A critical bug has recently been identified in the previous version of denovolyzeR. When analysing the frequency of de novo variants for individual genes (either using denovolyzeByGene, or denovolyze(...,groupBy="gene")), the output column labels may not have matched the data content under certain circumstances. This occurred if the default parameters were overridden by the user using the includeClasses argument.

This bug has now been fixed in release 0.2.0.

Other changes:

• The output format has changed so that all data is returned in columns within the output data.frame. Previously either "gene" or "class" was returned in the rownames of the output data structure.
  
• One of the package dependencies has been updated (reshape to reshape2).
  

New release

A new version (0.1.1) was released on 2016-06-18, to ensure compatibility with a new version of dplyr (0.5.0, published 2016-06-24).

Changes are backwards compatible, with features unchanged.

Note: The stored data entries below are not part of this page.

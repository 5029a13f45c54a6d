//! QuestChat progression engine
//!
//! Platform-agnostic gamification core for a chat assistant: XP, levels,
//! streaks, health decay, titles, badges, daily/weekly quests and a
//! personality quiz, all applied to a caller-owned JSON document.
//! Nothing here performs I/O; "now" and the random source are parameters.

pub mod badges;
pub mod clock;
pub mod constants;
pub mod numbers;
pub mod overview;
pub mod progression;
pub mod quests;
pub mod quiz;
pub mod state;
pub mod titles;

// Re-export commonly used types
pub use badges::{BADGES, Badge, BadgeContext, badge_by_key, check_badges};
pub use clock::{Clock, FixedClock, SystemClock, Timestamp, format_day, local_day, parse_day};
pub use overview::{
    BadgeBoard, QuestBoard, StatsOverview, StreakSummary, TitleProgress, badge_board,
    daily_quest_board, stats_overview, title_progress, weekly_quest_board,
};
pub use progression::{AwardResult, TitleChange, award_xp, is_valid_message, streak_multiplier};
pub use quests::{
    Cadence, DAILY_QUEST_TEMPLATES, QuestInstance, QuestKind, QuestTemplate,
    WEEKLY_QUEST_TEMPLATES, generate_daily_quests, generate_weekly_quests,
};
pub use quiz::{
    QUIZ_QUESTIONS, QuizError, QuizOutcome, QuizQuestion, Trait, TraitScores, merge_profile,
    personality_code, score_quiz,
};
pub use state::{GameState, Player, Statistics, Stats, resolve_state, resolve_state_str};
pub use titles::{TITLES, Title, next_title, title_for_xp};

use rand::SeedableRng;
use rand_chacha::ChaCha20Rng;
use serde_json::Value;

/// Binds a clock and a quest-shuffling RNG so callers only pass documents.
pub struct ProgressionEngine<C>
where
    C: Clock,
{
    clock: C,
    rng: ChaCha20Rng,
}

impl ProgressionEngine<SystemClock> {
    /// Wall-clock engine with an entropy-seeded RNG.
    #[must_use]
    pub fn system() -> Self {
        Self::new(SystemClock)
    }
}

impl<C> ProgressionEngine<C>
where
    C: Clock,
{
    #[must_use]
    pub fn new(clock: C) -> Self {
        Self {
            clock,
            rng: ChaCha20Rng::from_entropy(),
        }
    }

    /// Reproducible quest draws for a given seed.
    #[must_use]
    pub fn with_seed(clock: C, seed: u64) -> Self {
        Self {
            clock,
            rng: ChaCha20Rng::seed_from_u64(seed),
        }
    }

    pub const fn clock(&self) -> &C {
        &self.clock
    }

    /// Reconcile a caller document with the default as of the engine's clock.
    #[must_use]
    pub fn resolve_state(&self, candidate: Option<Value>) -> GameState {
        resolve_state(candidate, self.clock.now())
    }

    #[must_use]
    pub fn resolve_state_str(&self, raw: Option<&str>) -> GameState {
        resolve_state_str(raw, self.clock.now())
    }

    /// The canonical default document, used for resets.
    #[must_use]
    pub fn fresh_state(&self) -> GameState {
        GameState::new(self.clock.now())
    }

    pub fn award_xp(&mut self, state: &mut GameState, message: &str) -> AwardResult {
        let now = self.clock.now();
        award_xp(state, message, now, &mut self.rng)
    }

    pub fn daily_quests(&mut self, state: &mut GameState) -> QuestBoard {
        let today = local_day(self.clock.now());
        daily_quest_board(state, today, &mut self.rng)
    }

    pub fn weekly_quests(&mut self, state: &mut GameState) -> QuestBoard {
        let today = local_day(self.clock.now());
        weekly_quest_board(state, today, &mut self.rng)
    }

    /// Score the quiz and merge the profile into `state` when none is on file.
    /// Returns the outcome and whether it was merged.
    ///
    /// # Errors
    ///
    /// Returns an error if the answers are not ten values in `1..=5`.
    pub fn take_quiz(
        &self,
        state: &mut GameState,
        answers: &[u8],
    ) -> Result<(QuizOutcome, bool), QuizError> {
        let outcome = score_quiz(answers)?;
        let merged = merge_profile(state, &outcome.trait_scores, &outcome.code);
        Ok((outcome, merged))
    }

    #[must_use]
    pub fn stats_overview(&self, state: &GameState) -> StatsOverview {
        stats_overview(state)
    }

    #[must_use]
    pub fn badge_board(&self, state: &GameState) -> BadgeBoard {
        badge_board(&state.player)
    }
}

There may be trouble ahead...

We have received fair warning that the the forthcoming release of dplyr (due for CRAN submission on April 25) may not be backwards compatible with denovolyzeR. I will investigate this ASAP. Until this is addressed users may need to keep an installation of dplyr 0.4.3 on their system in order to run denovolyzeR.

de novo mutations in Congenital Heart Disease with neurodevelopmental and other birth defects

Our latest paper, using denovolyzeR to analyse de novo mutations in congenital heart disease came out today in Science.